From Australia, survivors detect a mysterious and incomprehensible Morse code radio signal originating from the United States. With hope that some life has remained in the contaminated regions, one of the last American nuclear submarines, the USS Scorpion, placed by its captain under Australian naval command, is ordered to sail north from its port of refuge in Melbourne (Australia’s southernmost major mainland city) to try to contact whoever is sending the signal. In preparation for this long journey the submarine first makes a shorter trip to some port cities in northern Australia including Cairns, Queensland and Darwin, Northern Territory, finding no survivors.
The Australian government makes arrangements to provide its citizens with free suicide pills and injections, so that they will be able to avoid prolonged suffering from radiation sickness. One of the novel’s poignant dilemmas is that of Australian naval officer Peter Holmes, who has a baby daughter and a naive and childish wife, Mary, who is in denial about the impending disaster. Because he has been assigned to travel north with the Americans, Peter must try to explain to Mary how to euthanize their baby and kill herself with the pill should he be killed on the ocean voyage.
The characters make their best efforts to enjoy what time and pleasures remain to them before dying from radiation poisoning, speaking of small pleasures and continuing their customary activities, allowing their awareness of the coming end to impinge on their minds only long enough to plan ahead for their final hours. The Holmeses plant a garden that they will never see; Moira takes classes in typing and shorthand; scientist John Osborne and others organize a dangerous motor race that results in the violent deaths of several participants.
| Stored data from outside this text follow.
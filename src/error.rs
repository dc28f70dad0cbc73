use thiserror::Error;

#[derive(Error, Debug)]
pub enum LibdocError {
    #[error("IO error: {0}")]
    Io(#[from] std::io::Error),

    #[error("JSON error: {0}")]
    Json(#[from] serde_json::Error),

    /// A serialized data type is missing a key its `super` requires.
    #[error("malformed {kind} data type: missing or invalid key '{key}'")]
    MalformedType { kind: &'static str, key: String },

    #[error("invalid {what}: {value}")]
    UnknownValue { what: &'static str, value: String },

    #[error("unknown format: {0}. Use html or json")]
    UnknownFormat(String),
}

pub type Result<T> = std::result::Result<T, LibdocError>;
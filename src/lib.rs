//! Documentation model for test libraries.
//!
//! Introspected keywords, their arguments and the data types they reference
//! are normalized into a [`LibraryDoc`], which exports a deterministic
//! dictionary/JSON form or a standalone HTML page.
//!
//! # Architecture
//!
//! - `model`: library, keyword, argument and data type descriptors
//! - `toc`: `%TOC%` expansion for library introductions
//! - `format`: documentation markup → HTML, and HTML → short doc text
//! - `render`: HTML and JSON renderers
//! - `output`: file/stdout sink used by [`LibraryDoc::save`]

pub mod error;
pub mod format;
pub mod model;
pub mod output;
pub mod render;
pub mod tags;
pub mod text;
pub mod toc;

pub use error::{LibdocError, Result};
pub use model::*;
pub use tags::Tags;
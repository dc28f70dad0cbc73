//! JSON renderer: the library's dictionary form as text.

use crate::error::Result;
use crate::model::LibraryDoc;
use crate::render::Renderer;

pub struct JsonRenderer {
    /// Spaces per level; `None` renders compactly.
    pub indent: Option<usize>,
}

impl Default for JsonRenderer {
    fn default() -> Self {
        JsonRenderer { indent: Some(2) }
    }
}

impl Renderer for JsonRenderer {
    fn render(&self, lib: &LibraryDoc) -> Result<String> {
        let mut out = lib.to_json(self.indent)?;
        out.push('\n');
        Ok(out)
    }

    fn file_extension(&self) -> &str {
        "json"
    }
}

#[cfg(test)]
mod tests {
    use super::*;

    #[test]
    fn renders_parseable_json() {
        let lib = LibraryDoc::new("Lib").with_version("2.0");
        let out = JsonRenderer::default().render(&lib).unwrap();
        let value: serde_json::Value = serde_json::from_str(&out).unwrap();
        assert_eq!(value["name"], "Lib");
        assert_eq!(value["version"], "2.0");
        assert!(out.starts_with("{\n  \"name\""));
    }

    #[test]
    fn compact_when_no_indent() {
        let out = JsonRenderer { indent: None }
            .render(&LibraryDoc::new("Lib"))
            .unwrap();
        assert_eq!(out.lines().count(), 1);
    }
}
In the end, Captain Towers chooses not to remain with Moira but rather to lead his crew on a final mission to scuttle their submarine beyond the twelve-mile (22 km) limit, so that she will not rattle about, unsecured, in a foreign port, refusing to allow his coming demise to turn him aside from his duty and acting as a pillar of strength to his crew.
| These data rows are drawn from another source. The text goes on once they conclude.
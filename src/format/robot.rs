//! Robot Framework documentation syntax → HTML.
//!
//! Supported block syntax: `= Heading =` (up to three levels), `- ` list
//! items, `| ` preformatted lines and blank-line separated paragraphs.
//! Inline: `*bold*`, `_italic_`, ``` ``code`` ```, bare URLs and
//! `` `Name` `` references.

use crate::text::html_escape;
use regex::Regex;
use std::sync::LazyLock;

static RE_HEADING: LazyLock<Regex> =
    LazyLock::new(|| Regex::new(r"^\s*(={1,3})\s+(.+?)\s+(={1,3})\s*$").unwrap());

static RE_LIST_ITEM: LazyLock<Regex> =
    LazyLock::new(|| Regex::new(r"^\s*-\s+(.*)$").unwrap());

static RE_PREFORMATTED: LazyLock<Regex> =
    LazyLock::new(|| Regex::new(r"^\s*\|(?:\s(.*))?$").unwrap());

// Segments that must not get emphasis or name formatting.
static RE_VERBATIM: LazyLock<Regex> =
    LazyLock::new(|| Regex::new(r"``(.+?)``|https?://\S+").unwrap());

static RE_NAME: LazyLock<Regex> =
    LazyLock::new(|| Regex::new(r"`([^`]+)`").unwrap());

enum Block {
    Paragraph(Vec<String>),
    List(Vec<String>),
    Preformatted(Vec<String>),
}

/// Convert Robot-format documentation to HTML. `link` renders a
/// `` `name` `` reference; it receives already escaped text.
pub fn to_html(doc: &str, intro: bool, link: &dyn Fn(&str) -> String) -> String {
    let mut out: Vec<String> = Vec::new();
    let mut current: Option<Block> = None;

    for line in doc.lines() {
        if line.trim().is_empty() {
            flush(&mut current, &mut out, link);
            continue;
        }

        if let Some(caps) = RE_HEADING.captures(line) {
            if caps[1].len() == caps[3].len() {
                flush(&mut current, &mut out, link);
                let level = caps[1].len() + 1;
                let text = html_escape(&caps[2]);
                if intro {
                    out.push(format!("<h{level} id=\"{text}\">{text}</h{level}>"));
                } else {
                    out.push(format!("<h{level}>{text}</h{level}>"));
                }
                continue;
            }
        }

        if let Some(caps) = RE_LIST_ITEM.captures(line) {
            let item = caps[1].to_string();
            match current {
                Some(Block::List(ref mut items)) => items.push(item),
                _ => {
                    flush(&mut current, &mut out, link);
                    current = Some(Block::List(vec![item]));
                }
            }
            continue;
        }

        if let Some(caps) = RE_PREFORMATTED.captures(line) {
            let text = caps.get(1).map_or("", |m| m.as_str()).to_string();
            match current {
                Some(Block::Preformatted(ref mut lines)) => lines.push(text),
                _ => {
                    flush(&mut current, &mut out, link);
                    current = Some(Block::Preformatted(vec![text]));
                }
            }
            continue;
        }

        match current {
            Some(Block::Paragraph(ref mut lines)) => lines.push(line.trim().to_string()),
            _ => {
                flush(&mut current, &mut out, link);
                current = Some(Block::Paragraph(vec![line.trim().to_string()]));
            }
        }
    }

    flush(&mut current, &mut out, link);
    out.join("\n")
}

fn flush(current: &mut Option<Block>, out: &mut Vec<String>, link: &dyn Fn(&str) -> String) {
    let Some(block) = current.take() else {
        return;
    };
    match block {
        Block::Paragraph(lines) => {
            out.push(format!("<p>{}</p>", inline(&lines.join("\n"), link)));
        }
        Block::List(items) => {
            out.push("<ul>".to_string());
            for item in items {
                out.push(format!("<li>{}</li>", inline(&item, link)));
            }
            out.push("</ul>".to_string());
        }
        Block::Preformatted(lines) => {
            out.push(format!("<pre>\n{}\n</pre>", html_escape(&lines.join("\n"))));
        }
    }
}

/// Inline markup for one block of raw text.
fn inline(raw: &str, link: &dyn Fn(&str) -> String) -> String {
    let text = html_escape(raw);
    let mut out = String::with_capacity(text.len());
    let mut last = 0;

    for caps in RE_VERBATIM.captures_iter(&text) {
        let whole = caps.get(0).map_or(0..0, |m| m.range());
        out.push_str(&markup(&text[last..whole.start], link));
        match caps.get(1) {
            Some(code) => {
                out.push_str(&format!("<code>{}</code>", code.as_str()));
                last = whole.end;
            }
            None => {
                let url = text[whole.clone()].trim_end_matches(['.', ',', ';', ':', '!', '?', ')']);
                out.push_str(&format!("<a href=\"{url}\">{url}</a>"));
                last = whole.start + url.len();
            }
        }
    }
    out.push_str(&markup(&text[last..], link));
    out
}

fn markup(text: &str, link: &dyn Fn(&str) -> String) -> String {
    let text = emphasize(text, '*', "b");
    let text = emphasize(&text, '_', "i");
    RE_NAME
        .replace_all(&text, |caps: &regex::Captures| link(&caps[1]))
        .into_owned()
}

/// Wrap `delim`-delimited spans in `<tag>`. A span must not start or end with
/// whitespace and must not touch word characters on the outside.
fn emphasize(text: &str, delim: char, tag: &str) -> String {
    let chars: Vec<char> = text.chars().collect();
    let mut out = String::with_capacity(text.len());
    let mut i = 0;
    while i < chars.len() {
        if chars[i] == delim && (i == 0 || !chars[i - 1].is_alphanumeric()) {
            if let Some(end) = closing_delim(&chars, i, delim) {
                let inner: String = chars[i + 1..end].iter().collect();
                out.push_str(&format!("<{tag}>{inner}</{tag}>"));
                i = end + 1;
                continue;
            }
        }
        out.push(chars[i]);
        i += 1;
    }
    out
}

fn closing_delim(chars: &[char], start: usize, delim: char) -> Option<usize> {
    let first = *chars.get(start + 1)?;
    if first.is_whitespace() || first == delim {
        return None;
    }
    (start + 2..chars.len()).find(|&j| {
        chars[j] == delim
            && !chars[j - 1].is_whitespace()
            && chars.get(j + 1).map_or(true, |c| !c.is_alphanumeric())
    })
}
Typically for a Shute novel, the characters avoid the expression of intense emotions and do not mope or indulge in self-pity. They do not, for the most part, flee southward as refugees but rather accept their fate once the lethal radiation levels reach the latitudes at which they live. Finally, most of the Australians do opt for the government-promoted alternative of suicide when the symptoms of radiation-sickness appear.”